INVESTIGADORES
ZUNINO SUAREZ Alejandro Octavio
artículos
Título:
LiveDewStream: A stream processing platform for running in-lab distributed deep learning inferences on smartphone clusters at the edge
Autor/es:
MATEOS, C.; HIRSCH, M.; TOLOZA, J.; ZUNINO, A.
Revista:
SoftwareX
Editorial:
Elsevier B.V.
Referencias:
Año: 2022 vol. 20
Resumen:
Dew computing, an evolution of Fog computing, aims at fulfilling computing needs, such as deep learning applied to object classification, close to where data is originated and using computing resources that include consumer electronic devices such as smartphones.

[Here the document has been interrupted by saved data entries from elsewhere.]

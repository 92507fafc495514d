use std::fs;
use std::path::{Path, PathBuf};

use serde::Deserialize;

use kiln_core::{MAX_EVENTS_PER_FRAME, MAX_EVENT_CAPACITY};

/// Window, context and runtime settings shared by every backend.
///
/// All fields are optional in JSON; missing ones take the [`Default`] values.
#[derive(Debug, Clone, PartialEq, Deserialize)]
#[serde(default)]
pub struct PlatformConfig {
    pub title: String,
    pub width: u32,
    pub height: u32,
    pub vsync: bool,
    /// Requested desktop GL version. Ignored by the web backend (always WebGL2).
    pub gl_major: u8,
    pub gl_minor: u8,
    pub depth_bits: u8,
    pub max_events_per_frame: usize,
    /// Root for read-only program data (shaders, textures).
    pub program_root: PathBuf,
    /// Root for user-writable data.
    pub user_root: PathBuf,
}

impl Default for PlatformConfig {
    fn default() -> Self {
        Self {
            title: "Kiln".to_string(),
            width: 1280,
            height: 720,
            vsync: true,
            gl_major: 2,
            gl_minor: 1,
            depth_bits: 24,
            max_events_per_frame: MAX_EVENTS_PER_FRAME,
            program_root: default_root(),
            user_root: default_root(),
        }
    }
}

impl PlatformConfig {
    pub fn with_title(mut self, title: impl Into<String>) -> Self {
        self.title = title.into();
        self
    }

    pub fn with_size(mut self, width: u32, height: u32) -> Self {
        self.width = width;
        self.height = height;
        self
    }

    pub fn from_json_str(raw: &str) -> Result<Self, String> {
        let config: PlatformConfig = serde_json::from_str(raw)
            .map_err(|e| format!("Failed to parse platform config JSON: {e}"))?;
        config.validate()?;
        Ok(config)
    }

    pub fn validate(&self) -> Result<(), String> {
        if self.width == 0 || self.height == 0 {
            return Err(format!(
                "Platform config validation failed: window size {}x{} has a zero dimension",
                self.width, self.height
            ));
        }
        if self.max_events_per_frame == 0 {
            return Err(
                "Platform config validation failed: max_events_per_frame must be positive"
                    .to_string(),
            );
        }
        if self.max_events_per_frame > MAX_EVENT_CAPACITY {
            return Err(format!(
                "Platform config validation failed: max_events_per_frame {} exceeds {}",
                self.max_events_per_frame, MAX_EVENT_CAPACITY
            ));
        }
        if self.gl_major < 2 {
            return Err(format!(
                "Platform config validation failed: GL {}.{} is older than 2.0",
                self.gl_major, self.gl_minor
            ));
        }
        Ok(())
    }
}

pub fn load_config_from_path(path: &Path) -> Result<PlatformConfig, String> {
    let raw = fs::read_to_string(path)
        .map_err(|e| format!("Failed to read platform config {}: {e}", path.display()))?;
    PlatformConfig::from_json_str(&raw).map_err(|e| format!("{}: {e}", path.display()))
}

fn default_root() -> PathBuf {
    if cfg!(target_arch = "wasm32") {
        PathBuf::from("../run_tree")
    } else {
        PathBuf::from(".")
    }
}
//! Platform-neutral key codes and level-triggered key state.
//!
//! Every backend maps its native key identifiers onto [`Key`], a code in
//! `0..TOTAL_KEYS`. Digits and upper-case letters use their ASCII codes, the
//! named keys use the values below. Native keys without a code are ignored by
//! the backends: they produce no event and never touch [`KeyState`].
//!
//! Edge information (press / release) travels through the per-frame event
//! queue; [`KeyState`] only answers "is this key down right now". It persists
//! across frames and is never cleared by the frame loop.

use std::fmt;

/// Number of addressable key codes.
pub const TOTAL_KEYS: usize = 128;

#[derive(Debug, Clone, Copy, PartialEq, Eq, Hash, PartialOrd, Ord)]
pub struct Key(u8);

impl Key {
    pub const SHIFT: Key = Key(0x03);
    pub const RETURN: Key = Key(0x0D);
    pub const ESCAPE: Key = Key(0x1B);
    pub const SPACE: Key = Key(0x20);
    pub const LEFT: Key = Key(0x25);
    pub const UP: Key = Key(0x26);
    pub const RIGHT: Key = Key(0x27);
    pub const DOWN: Key = Key(0x28);

    /// Wraps a raw code, rejecting codes outside the key array.
    pub const fn new(code: u8) -> Option<Key> {
        if (code as usize) < TOTAL_KEYS {
            Some(Key(code))
        } else {
            None
        }
    }

    pub const fn code(self) -> u8 {
        self.0
    }

    /// Key for a digit or letter (case-insensitive). Space maps to [`Key::SPACE`].
    pub fn from_char(c: char) -> Option<Key> {
        match c {
            '0'..='9' | 'A'..='Z' => Some(Key(c as u8)),
            'a'..='z' => Some(Key(c.to_ascii_uppercase() as u8)),
            ' ' => Some(Key::SPACE),
            _ => None,
        }
    }

    /// The digit or upper-case letter this key stands for, if any.
    pub fn as_char(self) -> Option<char> {
        match self.0 {
            b'0'..=b'9' | b'A'..=b'Z' => Some(self.0 as char),
            _ => None,
        }
    }

    fn name(self) -> Option<&'static str> {
        match self {
            Key::SHIFT => Some("Shift"),
            Key::RETURN => Some("Return"),
            Key::ESCAPE => Some("Escape"),
            Key::SPACE => Some("Space"),
            Key::LEFT => Some("Left"),
            Key::UP => Some("Up"),
            Key::RIGHT => Some("Right"),
            Key::DOWN => Some("Down"),
            _ => None,
        }
    }
}

impl fmt::Display for Key {
    fn fmt(&self, f: &mut fmt::Formatter<'_>) -> fmt::Result {
        if let Some(name) = self.name() {
            f.write_str(name)
        } else if let Some(c) = self.as_char() {
            write!(f, "{c}")
        } else {
            write!(f, "0x{:02X}", self.0)
        }
    }
}

/// Held flag for every key code.
#[derive(Debug, Clone)]
pub struct KeyState {
    held: [bool; TOTAL_KEYS],
}

impl KeyState {
    pub fn new() -> Self {
        Self {
            held: [false; TOTAL_KEYS],
        }
    }

    /// Marks `key` as down. Returns true when the key was previously up.
    pub fn press(&mut self, key: Key) -> bool {
        let slot = &mut self.held[key.0 as usize];
        let was_up = !*slot;
        *slot = true;
        was_up
    }

    /// Marks `key` as up. Returns true when the key was previously down.
    pub fn release(&mut self, key: Key) -> bool {
        let slot = &mut self.held[key.0 as usize];
        let was_down = *slot;
        *slot = false;
        was_down
    }

    /// Releases every key, returning how many were down.
    pub fn release_all(&mut self) -> usize {
        let count = self.held.iter().filter(|&&down| down).count();
        self.held = [false; TOTAL_KEYS];
        count
    }

    pub fn is_held(&self, key: Key) -> bool {
        self.held[key.0 as usize]
    }

    pub fn held_keys(&self) -> impl Iterator<Item = Key> + '_ {
        self.held
            .iter()
            .enumerate()
            .filter(|(_, down)| **down)
            .map(|(code, _)| Key(code as u8))
    }

    /// Raw view, indexed by key code.
    pub fn as_array(&self) -> &[bool; TOTAL_KEYS] {
        &self.held
    }
}

impl Default for KeyState {
    fn default() -> Self {
        Self::new()
    }
}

Simulation tools like DewSim aid the study of resource allocation mechanisms for exploiting clusters of smartphones, however, there is a gap w.r.t software tools that allow to perform similar studies over real Dew computing testbeds. We have developed LiveDewStream, an open source project to model executable tasks derived from data streams to be run on real smartphone clusters. The project offers a key functionality missing in other tools: reproducibility of battery-driven Dew experiments. Our major contribution is to provide the community a common in vivo platform to study best-performing allocation mechanisms under different stream processing scenarios and/or deep learning inference models.